More recently, melting analysis has become even more powerful as its resolution has increased. High-resolution DNA melting analysis (also known as HRM) is now accepted as the best variant scanning method and the simplest method for genotyping.

Genotyping is performed by bracketing the variation with a small PCR product that has a melting curve shape and/or position that depends on the genotype. Variant scanning is performed with dyes that detect heterozygotes (saturation dyes) as a change in melting curve shape.

When first introduced, melting analysis in conjunction with PCR was a simple check for specificity summarized by its melting temperature, or Tm. A pure PCR product was expected to have a single transition and a characteristic Tm.

This simple assumption turned out to be wrong for many PCR products; multiple domains are often detected with high-resolution melting and can be accurately predicted. This increased precision of DNA melting provides an analytical tool that is replacing gel electrophoresis for many applications.

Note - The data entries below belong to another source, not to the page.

//! CLI command for catalogue export

use std::fs::File;
use std::io::{self, BufWriter, Write};
use std::path::PathBuf;

use clap::Args;

use crate::config::settings::{ExportFormat, Settings};
use crate::error::{DogwoodError, DogwoodResult};
use crate::export::{csv, json, yaml};
use crate::registry::Registry;

/// Arguments of `dogwood export`
#[derive(Args, Debug)]
pub struct ExportArgs {
    /// Export format (defaults to the configured format)
    #[arg(short, long, value_enum)]
    pub format: Option<ExportFormat>,

    /// Output file path (stdout when omitted)
    #[arg(short, long)]
    pub output: Option<PathBuf>,

    /// Pretty-print JSON output
    #[arg(long)]
    pub pretty: bool,

    /// With CSV, export colour tokens instead of components
    #[arg(long)]
    pub colors: bool,
}

fn write_export<W: Write>(
    registry: &Registry,
    format: ExportFormat,
    args: &ExportArgs,
    writer: &mut W,
) -> DogwoodResult<()> {
    match format {
        ExportFormat::Json => json::export_catalogue_json(registry, writer, args.pretty)?,
        ExportFormat::Yaml => yaml::export_catalogue_yaml(registry, writer)?,
        ExportFormat::Csv if args.colors => csv::export_colors_csv(registry, writer)?,
        ExportFormat::Csv => csv::export_components_csv(registry, writer)?,
    }
    writer.flush()?;
    Ok(())
}

/// Handle `dogwood export`
pub fn handle_export_command(
    registry: &Registry,
    settings: &Settings,
    args: ExportArgs,
) -> DogwoodResult<()> {
    let format = args.format.unwrap_or(settings.default_export_format);

    match &args.output {
        Some(output) => {
            let file = File::create(output).map_err(|e| {
                DogwoodError::Export(format!(
                    "Failed to create file {}: {}",
                    output.display(),
                    e
                ))
            })?;
            let mut writer = BufWriter::new(file);
            write_export(registry, format, &args, &mut writer)?;
            eprintln!("Catalogue exported to: {}", output.display());
        }
        None => {
            let stdout = io::stdout();
            let mut writer = stdout.lock();
            write_export(registry, format, &args, &mut writer)?;
        }
    }

    Ok(())
}
//! Pattern and template listing formatting

use tabled::settings::Style;
use tabled::{Table, Tabled};

use crate::models::PatternMeta;
use crate::services::TemplateGroup;

#[derive(Tabled)]
struct PatternRow<'a> {
    #[tabled(rename = "Pattern")]
    title: &'a str,
    #[tabled(rename = "Slug")]
    slug: &'a str,
    #[tabled(rename = "Status")]
    status: &'static str,
}

fn availability(available: bool) -> &'static str {
    if available {
        "available"
    } else {
        "coming soon"
    }
}

/// Format the patterns overview as a table
pub fn format_pattern_list(patterns: &[PatternMeta]) -> String {
    if patterns.is_empty() {
        return "No patterns found.".to_string();
    }

    let rows = patterns.iter().map(|p| PatternRow {
        title: &p.title,
        slug: &p.slug,
        status: availability(p.available),
    });

    let mut table = Table::new(rows);
    table.with(Style::psql());
    format!("{}\n", table)
}

/// Format a single pattern
pub fn format_pattern_details(pattern: &PatternMeta) -> String {
    let mut output = String::new();
    output.push_str(&format!("{}\n", pattern.title));
    output.push_str(&format!("  Slug:   {}\n", pattern.slug));
    output.push_str(&format!("  Status: {}\n", availability(pattern.available)));
    output.push_str(&format!("\n  {}\n", pattern.description));
    output
}

/// Format templates under their category headings
pub fn format_template_groups(groups: &[TemplateGroup<'_>]) -> String {
    if groups.is_empty() {
        return "No templates found.".to_string();
    }

    let mut output = String::new();

    for (i, group) in groups.iter().enumerate() {
        output.push_str(&format!("{}\n", group.category));

        for (j, template) in group.templates.iter().enumerate() {
            let is_last = j == group.templates.len() - 1;
            let prefix = if is_last { "└── " } else { "├── " };
            output.push_str(&format!(
                "  {}{} ({})\n",
                prefix,
                template.title,
                availability(template.available)
            ));
            let indent = if is_last { "    " } else { "│   " };
            output.push_str(&format!("  {}{}\n", indent, template.description));
        }

        if i < groups.len() - 1 {
            output.push('\n');
        }
    }

    output
}
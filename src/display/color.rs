//! Colour token display formatting

use tabled::settings::Style;
use tabled::{Table, Tabled};

use crate::models::{ColorFamily, Shade};
use crate::services::ColorToken;

#[derive(Tabled)]
struct FamilyRow<'a> {
    #[tabled(rename = "Family")]
    name: &'a str,
    #[tabled(rename = "Token")]
    slug: String,
    #[tabled(rename = "500")]
    base: &'a str,
    #[tabled(rename = "Description")]
    description: &'a str,
}

#[derive(Tabled)]
struct ShadeRow<'a> {
    #[tabled(rename = "Shade")]
    shade: u16,
    #[tabled(rename = "Token")]
    token: String,
    #[tabled(rename = "Hex")]
    hex: &'a str,
}

/// Format the colour families as a table
pub fn format_color_families(families: &[ColorFamily]) -> String {
    if families.is_empty() {
        return "No colour families found.".to_string();
    }

    let base = Shade::new(500);
    let rows = families.iter().map(|f| FamilyRow {
        name: &f.name,
        slug: f.slug(),
        base: base.and_then(|s| f.scale.get(s)).unwrap_or("-"),
        description: &f.description,
    });

    let mut table = Table::new(rows);
    table.with(Style::psql());
    format!("{}\n", table)
}

/// Format every shade of one family
pub fn format_color_family(family: &ColorFamily) -> String {
    let mut output = String::new();
    output.push_str(&format!("{}\n", family.name));
    output.push_str(&format!("  {}\n", family.description));
    output.push_str(&format!("  {}\n\n", family.inspiration));

    let rows = family.scale.iter().map(|(shade, hex)| ShadeRow {
        shade: shade.step(),
        token: family.token(shade),
        hex,
    });

    let mut table = Table::new(rows);
    table.with(Style::psql());
    output.push_str(&format!("{}\n", table));
    output
}

/// Format one resolved token
pub fn format_color_token(token: &ColorToken<'_>) -> String {
    format!("{}  {}  ({} {})\n", token.name(), token.hex, token.family.name, token.shade)
}

#[cfg(test)]
mod tests {
    use super::*;
    use crate::registry::Registry;
    use crate::services::TokenService;

    #[test]
    fn test_family_table() {
        let output = format_color_families(Registry::builtin().colors());
        assert!(output.contains("blue-ridge"));
        assert!(output.contains("#c41e3a"));
    }

    #[test]
    fn test_family_shades() {
        let service = TokenService::new(Registry::builtin());
        let output = format_color_family(service.find_family("slate").unwrap());
        assert!(output.contains("--slate-950"));
        assert!(output.contains("#020617"));
    }

    #[test]
    fn test_token_line() {
        let service = TokenService::new(Registry::builtin());
        let token = service.shade("dogwood", 500).unwrap();
        assert_eq!(format_color_token(&token), "--dogwood-500  #d4a832  (Dogwood 500)\n");
    }
}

In addition to PCR product melting, probe melting analysis is possible without fluorescently labeled probes. Using the same dyes that detect PCR products, the melting transitions of unlabeled probes or internal secondary structure can be monitored. Unlabeled probes require a 3´-end block to prevent extension, but otherwise avoid any covalent modifications.

If unlabeled probes are attached as 5´-tails to primers, they do not require blocking at the 3´-end. After PCR, these, “snapback primers” form intramolecular hairpins with the melting of the stem sensitive to the internal sequence. When unlabeled probe or snapback primers are included in PCR, both product scanning and specific genotyping can be performed.

Integrative Capabilities

Part of the appeal of real-time PCR and melting analysis is to integrate previously separate amplification and analysis steps without large-scale automation. Further integration of sample preparation into small diagnostic devices has now been FDA approved by at least two companies, the GeneXpert (Cepheid) and the FilmArray (Idaho Technology).

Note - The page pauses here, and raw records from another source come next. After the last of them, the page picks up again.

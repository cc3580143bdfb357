//! Path management for Dogwood
//!
//! Resolves where settings and the wizard audit log live.
//!
//! ## Path Resolution Order
//!
//! 1. `DOGWOOD_CLI_DATA_DIR` environment variable (if set)
//! 2. The platform config directory reported by `directories`
//!    (e.g. `~/.config/dogwood-cli` on Linux)

use std::path::PathBuf;

use directories::ProjectDirs;

use crate::error::DogwoodError;

/// Environment variable that overrides the base directory
pub const DATA_DIR_ENV: &str = "DOGWOOD_CLI_DATA_DIR";

/// Manages all paths used by Dogwood
#[derive(Debug, Clone)]
pub struct DogwoodPaths {
    /// Base directory for all Dogwood files
    base_dir: PathBuf,
}

impl DogwoodPaths {
    /// Create a new DogwoodPaths instance
    ///
    /// # Errors
    ///
    /// Returns an error if no home directory can be determined and no
    /// override is set.
    pub fn new() -> Result<Self, DogwoodError> {
        let base_dir = match std::env::var(DATA_DIR_ENV) {
            Ok(custom) if !custom.trim().is_empty() => PathBuf::from(custom),
            _ => resolve_default_path()?,
        };

        Ok(Self { base_dir })
    }

    /// Create DogwoodPaths with a custom base directory (useful for testing)
    pub fn with_base_dir(base_dir: PathBuf) -> Self {
        Self { base_dir }
    }

    /// Get the base directory
    pub fn base_dir(&self) -> &PathBuf {
        &self.base_dir
    }

    /// Get the path to the settings file
    pub fn settings_file(&self) -> PathBuf {
        self.base_dir.join("config.json")
    }

    /// Get the path to the wizard audit log
    pub fn audit_log(&self) -> PathBuf {
        self.base_dir.join("audit.log")
    }

    /// Default directory for catalogue exports
    pub fn export_dir(&self) -> PathBuf {
        self.base_dir.join("exports")
    }

    /// Ensure the base and export directories exist
    pub fn ensure_directories(&self) -> Result<(), DogwoodError> {
        std::fs::create_dir_all(&self.base_dir)
            .map_err(|e| DogwoodError::Io(format!("Failed to create base directory: {}", e)))?;

        std::fs::create_dir_all(self.export_dir())
            .map_err(|e| DogwoodError::Io(format!("Failed to create export directory: {}", e)))?;

        Ok(())
    }

    /// Check if a settings file has been written
    pub fn is_initialized(&self) -> bool {
        self.settings_file().exists()
    }
}

fn resolve_default_path() -> Result<PathBuf, DogwoodError> {
    ProjectDirs::from("", "", "dogwood-cli")
        .map(|dirs| dirs.config_dir().to_path_buf())
        .ok_or_else(|| DogwoodError::Config("Could not determine a home directory".into()))
}

#[cfg(test)]
mod tests {
    use super::*;
    use tempfile::TempDir;

    #[test]
    fn test_custom_base_dir() {
        let temp_dir = TempDir::new().unwrap();
        let paths = DogwoodPaths::with_base_dir(temp_dir.path().to_path_buf());

        assert_eq!(paths.base_dir(), temp_dir.path());
        assert_eq!(paths.settings_file(), temp_dir.path().join("config.json"));
        assert_eq!(paths.audit_log(), temp_dir.path().join("audit.log"));
        assert_eq!(paths.export_dir(), temp_dir.path().join("exports"));
    }

    #[test]
    fn test_env_var_override() {
        let temp_dir = TempDir::new().unwrap();
        let custom_path = temp_dir.path().to_str().unwrap();

        std::env::set_var(DATA_DIR_ENV, custom_path);
        let paths = DogwoodPaths::new().unwrap();
        std::env::remove_var(DATA_DIR_ENV);

        assert_eq!(paths.base_dir(), temp_dir.path());
    }

    #[test]
    fn test_ensure_directories() {
        let temp_dir = TempDir::new().unwrap();
        let paths = DogwoodPaths::with_base_dir(temp_dir.path().join("nested"));

        assert!(!paths.is_initialized());
        paths.ensure_directories().unwrap();

        assert!(paths.base_dir().exists());
        assert!(paths.export_dir().exists());
    }
}
//! Built-in documentation entries
//!
//! One entry per documented component, keyed by slug. Components without a
//! page yet (see `components.rs`) have no entry here.

use std::collections::HashMap;

use crate::models::preview::{
    AccordionMode, AccordionPreview, AccordionSection, AlertPreview, AlertVariant, BadgePreview,
    BadgeVariant, BreadcrumbPreview, ButtonPreview, ButtonVariant, CardPreview, CardVariant,
    CheckboxPreview, ChoiceOption, Crumb, InputPreview, RadioGroupPreview, SelectPreview, Size,
    TablePreview, TextAreaPreview,
};
use crate::models::{CatalogueEntry, PreviewElement, PropDef, VariantPreview};

/// All built-in entries keyed by component slug
pub fn builtin_entries() -> HashMap<String, CatalogueEntry> {
    let entries = [
        ("button", button_entry()),
        ("input", input_entry()),
        ("select", select_entry()),
        ("checkbox", checkbox_entry()),
        ("radio", radio_entry()),
        ("textarea", textarea_entry()),
        ("alert", alert_entry()),
        ("card", card_entry()),
        ("badge", badge_entry()),
        ("table", table_entry()),
        ("breadcrumb", breadcrumb_entry()),
        ("accordion", accordion_entry()),
    ];

    entries
        .into_iter()
        .map(|(slug, entry)| (slug.to_string(), entry))
        .collect()
}

fn lines(items: &[&str]) -> Vec<String> {
    items.iter().map(|s| s.to_string()).collect()
}

fn button(label: &str, variant: ButtonVariant, size: Size) -> PreviewElement {
    PreviewElement::Button(ButtonPreview {
        label: label.into(),
        variant,
        size,
        ..Default::default()
    })
}

fn input(label: &str, placeholder: Option<&str>, size: Size) -> InputPreview {
    InputPreview {
        label: label.into(),
        placeholder: placeholder.map(Into::into),
        size,
        ..Default::default()
    }
}

fn state_options() -> Vec<ChoiceOption> {
    vec![
        ChoiceOption::new("va", "Virginia"),
        ChoiceOption::new("md", "Maryland"),
        ChoiceOption::new("dc", "District of Columbia"),
    ]
}

fn alert(variant: AlertVariant, title: &str, body: &str) -> PreviewElement {
    PreviewElement::Alert(AlertPreview {
        variant,
        title: Some(title.into()),
        body: body.into(),
        dismissible: false,
    })
}

fn badge(label: &str, variant: BadgeVariant, size: Size) -> PreviewElement {
    PreviewElement::Badge(BadgePreview {
        label: label.into(),
        variant,
        size,
    })
}

fn section(title: &str, body: &str, open: bool) -> AccordionSection {
    AccordionSection {
        title: title.into(),
        body: body.into(),
        open,
    }
}

fn button_entry() -> CatalogueEntry {
    use ButtonVariant::*;

    CatalogueEntry {
        default_preview: vec![
            button("Primary Button", Primary, Size::Md),
            button("Secondary", Secondary, Size::Md),
            button("Outline", Outline, Size::Md),
            button("Ghost", Ghost, Size::Md),
            button("Destructive", Destructive, Size::Md),
        ]
        .into(),
        default_code: r#"<Button>Primary Button</Button>
<Button variant="secondary">Secondary</Button>
<Button variant="outline">Outline</Button>
<Button variant="ghost">Ghost</Button>
<Button variant="destructive">Destructive</Button>"#
            .into(),
        variants: vec![
            VariantPreview::new(
                "Sizes",
                vec![
                    button("Small", Primary, Size::Sm),
                    button("Medium", Primary, Size::Md),
                    button("Large", Primary, Size::Lg),
                ],
                r#"<Button size="sm">Small</Button>
<Button size="md">Medium</Button>
<Button size="lg">Large</Button>"#,
            ),
            VariantPreview::new(
                "States",
                vec![
                    PreviewElement::Button(ButtonPreview {
                        label: "Disabled".into(),
                        disabled: true,
                        ..Default::default()
                    }),
                    PreviewElement::Button(ButtonPreview {
                        label: "Loading".into(),
                        loading: true,
                        ..Default::default()
                    }),
                ],
                "<Button disabled>Disabled</Button>\n<Button loading>Loading</Button>",
            ),
        ],
        prop_definitions: vec![
            PropDef::new(
                "variant",
                "'primary' | 'secondary' | 'outline' | 'ghost' | 'destructive'",
                "Visual style variant",
            )
            .default_value("'primary'"),
            PropDef::new("size", "'sm' | 'md' | 'lg'", "Button size").default_value("'md'"),
            PropDef::new(
                "loading",
                "boolean",
                "Shows loading spinner and disables interaction",
            )
            .default_value("false"),
            PropDef::new("disabled", "boolean", "Disables the button").default_value("false"),
            PropDef::new("className", "string", "Additional CSS classes"),
            PropDef::new("children", "ReactNode", "Button content").required(),
        ],
        accessibility: lines(&[
            "Uses native <button> element for built-in keyboard and screen reader support",
            "Disabled state uses aria-disabled for screen reader announcement",
            "Loading state announces \"Loading\" to screen readers via aria-label",
            "Focus ring visible on keyboard navigation (focus-visible)",
            "Meets WCAG 2.1 AA contrast requirements in all variants",
        ]),
        dos: lines(&[
            "Use clear, action-oriented labels (\"Submit application\", \"Save changes\")",
            "Use primary variant for the main action on a page",
            "Use destructive variant only for irreversible actions",
            "Provide loading state feedback for async actions",
        ]),
        donts: lines(&[
            "Don't use multiple primary buttons in the same section",
            "Don't use vague labels like \"Click here\" or \"Submit\"",
            "Don't disable buttons without explaining why",
            "Don't use ghost variant for primary actions",
        ]),
        usage_code: Some(
            r#"// Basic usage
<Button onClick={handleSubmit}>Submit Application</Button>

// With loading state
<Button loading={isSubmitting}>
  {isSubmitting ? 'Submitting...' : 'Submit'}
</Button>

// Destructive action
<Button variant="destructive" onClick={handleDelete}>
  Delete Account
</Button>"#
                .into(),
        ),
    }
}

fn input_entry() -> CatalogueEntry {
    CatalogueEntry {
        default_preview: vec![
            PreviewElement::Input(input("Full Name", Some("Enter your name"), Size::Md)),
            PreviewElement::Input(InputPreview {
                input_type: Some("email".into()),
                helper_text: Some("We'll never share your email.".into()),
                ..input("Email", Some("name@example.com"), Size::Md)
            }),
        ]
        .into(),
        default_code: r#"<Input label="Full Name" placeholder="Enter your name" />
<Input label="Email" type="email" placeholder="name@example.com"
  helperText="We'll never share your email." />"#
            .into(),
        variants: vec![
            VariantPreview::new(
                "Error State",
                vec![PreviewElement::Input(InputPreview {
                    input_type: Some("email".into()),
                    error: Some("Please enter a valid email address".into()),
                    value: Some("invalid-email".into()),
                    ..input("Email", None, Size::Md)
                })],
                r#"<Input label="Email" type="email"
  error="Please enter a valid email address"
  defaultValue="invalid-email" />"#,
            ),
            VariantPreview::new(
                "Sizes",
                vec![
                    PreviewElement::Input(input("Small", Some("Small input"), Size::Sm)),
                    PreviewElement::Input(input("Medium", Some("Medium input"), Size::Md)),
                    PreviewElement::Input(input("Large", Some("Large input"), Size::Lg)),
                ],
                r#"<Input label="Small" size="sm" placeholder="Small input" />
<Input label="Medium" size="md" placeholder="Medium input" />
<Input label="Large" size="lg" placeholder="Large input" />"#,
            ),
        ],
        prop_definitions: vec![
            PropDef::new("label", "string", "Input label text"),
            PropDef::new("helperText", "string", "Helper text below the input"),
            PropDef::new("error", "string", "Error message (also sets error styling)"),
            PropDef::new("size", "'sm' | 'md' | 'lg'", "Input size").default_value("'md'"),
            PropDef::new("disabled", "boolean", "Disables the input").default_value("false"),
        ],
        accessibility: lines(&[
            "Label is properly associated with input via htmlFor/id",
            "Error messages linked via aria-describedby",
            "aria-invalid set when error prop is provided",
            "Helper text linked via aria-describedby",
            "Focus ring visible on keyboard navigation",
        ]),
        dos: lines(&[
            "Always provide a visible label",
            "Use helper text for format requirements",
            "Show inline error messages near the field",
        ]),
        donts: lines(&[
            "Don't use placeholder text as a label replacement",
            "Don't show errors before the user interacts with the field",
            "Don't use red for non-error states",
        ]),
        usage_code: Some(
            r#"<Input
  label="Social Security Number"
  type="text"
  placeholder="XXX-XX-XXXX"
  helperText="Required for benefit applications"
  error={errors.ssn}
/>"#
                .into(),
        ),
    }
}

The FilmArray, for example, achieves sample disruption (bead beating), nucleic acid purification, reverse transcription, multiplex PCR for preamplification of 15–50 targets, secondary individual PCRs on a mini-array, and high-resolution melting analysis, all in less than one hour.

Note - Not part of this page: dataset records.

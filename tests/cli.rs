use assert_cmd::Command;
use predicates::prelude::*;
use tempfile::TempDir;

fn dogwood(data_dir: &TempDir) -> Command {
    let mut cmd = Command::cargo_bin("dogwood").unwrap();
    cmd.env("DOGWOOD_CLI_DATA_DIR", data_dir.path());
    cmd
}

#[test]
fn components_list_shows_catalogue() {
    let temp = TempDir::new().unwrap();
    dogwood(&temp)
        .args(["components", "list"])
        .assert()
        .success()
        .stdout(predicate::str::contains("Button"))
        .stdout(predicate::str::contains("Gov Banner"));
}

#[test]
fn components_list_by_category() {
    let temp = TempDir::new().unwrap();
    dogwood(&temp)
        .args(["components", "list", "--category", "navigation"])
        .assert()
        .success()
        .stdout(predicate::str::contains("Breadcrumb"))
        .stdout(predicate::str::contains("TextArea").not());
}

#[test]
fn component_show_prints_props() {
    let temp = TempDir::new().unwrap();
    dogwood(&temp)
        .args(["component", "show", "button"])
        .assert()
        .success()
        .stdout(predicate::str::contains("variant"));
}

#[test]
fn component_show_unknown_slug_fails() {
    let temp = TempDir::new().unwrap();
    dogwood(&temp)
        .args(["components", "show", "nonexistent-slug"])
        .assert()
        .failure();
}

#[test]
fn patterns_and_templates_list() {
    let temp = TempDir::new().unwrap();
    dogwood(&temp)
        .args(["patterns", "list"])
        .assert()
        .success()
        .stdout(predicate::str::contains("Form Pattern"));

    dogwood(&temp)
        .args(["templates", "list"])
        .assert()
        .success()
        .stdout(predicate::str::contains("Government Essentials"))
        .stdout(predicate::str::contains("Benefit Application"));
}

#[test]
fn colors_show_family_scale() {
    let temp = TempDir::new().unwrap();
    dogwood(&temp)
        .args(["colors", "show", "cardinal"])
        .assert()
        .success()
        .stdout(predicate::str::contains("Cardinal"))
        .stdout(predicate::str::contains("#c41e3a"));
}

#[test]
fn export_csv_to_stdout() {
    let temp = TempDir::new().unwrap();
    dogwood(&temp)
        .args(["export", "--format", "csv"])
        .assert()
        .success()
        .stdout(predicate::str::starts_with("Name,Slug,Category"));
}

#[test]
fn wizard_submission_is_logged() {
    let temp = TempDir::new().unwrap();
    dogwood(&temp)
        .arg("wizard")
        .write_stdin("n\nn\nn\ns\nq\n")
        .assert()
        .success()
        .stdout(predicate::str::contains("Review Your Application"))
        .stdout(predicate::str::contains("VA-"));

    dogwood(&temp)
        .arg("log")
        .assert()
        .success()
        .stdout(predicate::str::contains("SUBMIT"));
}

#[test]
fn log_without_activity() {
    let temp = TempDir::new().unwrap();
    dogwood(&temp)
        .arg("log")
        .assert()
        .success()
        .stdout(predicate::str::contains("No wizard activity recorded."));
}

#[test]
fn config_shows_data_dir() {
    let temp = TempDir::new().unwrap();
    dogwood(&temp)
        .arg("config")
        .assert()
        .success()
        .stdout(predicate::str::contains(temp.path().to_string_lossy().as_ref()));
}

#[test]
fn import_validates_exported_catalogue() {
    let temp = TempDir::new().unwrap();
    let file = temp.path().join("catalogue.yaml");

    dogwood(&temp)
        .args(["export", "--format", "yaml", "--output"])
        .arg(&file)
        .assert()
        .success();

    dogwood(&temp)
        .arg("import")
        .arg(&file)
        .assert()
        .success()
        .stdout(predicate::str::contains("is valid"))
        .stdout(predicate::str::is_match(r"Components:\s+18").unwrap());
}

#[test]
fn import_rejects_missing_file() {
    let temp = TempDir::new().unwrap();
    dogwood(&temp)
        .arg("import")
        .arg(temp.path().join("absent.json"))
        .assert()
        .failure()
        .stderr(predicate::str::contains("File not found"));
}

#[test]
fn config_counts_audit_entries() {
    let temp = TempDir::new().unwrap();
    dogwood(&temp)
        .arg("config")
        .assert()
        .success()
        .stdout(predicate::str::contains("Audit entries: none"));

    dogwood(&temp)
        .arg("wizard")
        .write_stdin("n\nn\nn\ns\nq\n")
        .assert()
        .success();

    // start, three moves and the submission
    dogwood(&temp)
        .arg("config")
        .assert()
        .success()
        .stdout(predicate::str::contains("Audit entries: 5"));
}

#[test]
fn log_rejects_empty_session_id() {
    let temp = TempDir::new().unwrap();
    dogwood(&temp)
        .args(["log", "--session", ""])
        .assert()
        .failure();
}
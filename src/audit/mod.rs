//! Audit logging for wizard sessions
//!
//! Records every wizard transition and submission in an append-only log.
//!
//! # Architecture
//!
//! - `AuditEntry`: one event with timestamp, session id, the action taken
//!   and the steps before and after it.
//! - `AuditLogger`: appends entries to the audit log file using a
//!   line-delimited JSON format (JSONL) and reads them back.
//!
//! # Example
//!
//! ```rust,ignore
//! use dogwood::audit::{AuditEntry, AuditLogger};
//!
//! let logger = AuditLogger::new(paths.audit_log());
//! logger.log(&AuditEntry::started(session_id, "Personal Info"))?;
//! ```

mod entry;
mod logger;

pub use entry::{AuditEntry, EventKind};
pub use logger::AuditLogger;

In summary, we have come a long way in making PCR faster, cheaper, and better. This article is necessarily biased by my own experiences, and my apologies if I have left out your favorite PCR derivative or direction. The fact that there are so many supports the power, flexibility, and value of the fundamental method. PCR will remain as one of the basic tools of the genetic engineer as an elegant and robust method for targeted amplification.

What of the future? The speed of PCR and melting is still limited by temperature measurement and control in commercial instruments. Temperature protocols are not transferable between manufacturers and most users typically think under the equilibrium temperature/time paradigm rather than the kinetic reality of constantly changing temperature necessary for rapid PCR.

Users and manufacturers have, in the past, been more concerned about numbers of samples (batch size) than speed and quality of the reactions. This historical choice of quantity over quality provides an opportunity going forward to improve temperature control, and thereby, speed and reproducibility between samples and instruments.

The potential of high-quality PCR and melting in less than 10 minutes is real. Other areas open to further progress are design and prediction tools focused on PCR. Although many primer and probe designs are available, few if any of the commonly accepted rules are based on empirical evidence.

Prediction tools for Tm are often inaccurate and complicated by the unfortunate trend of manufacturers to include proprietary ingredients that are not disclosed and users’ willingness to purchase them. Perhaps it is another tribute to PCR that it works so often given the current limitations of the state of the art.

Carl T. Wittwer, M.D., Ph.D. ([email protected]), is a professor in the department of pathology at the University of Utah and an adjunct professor in biomedical engineering at the same institution.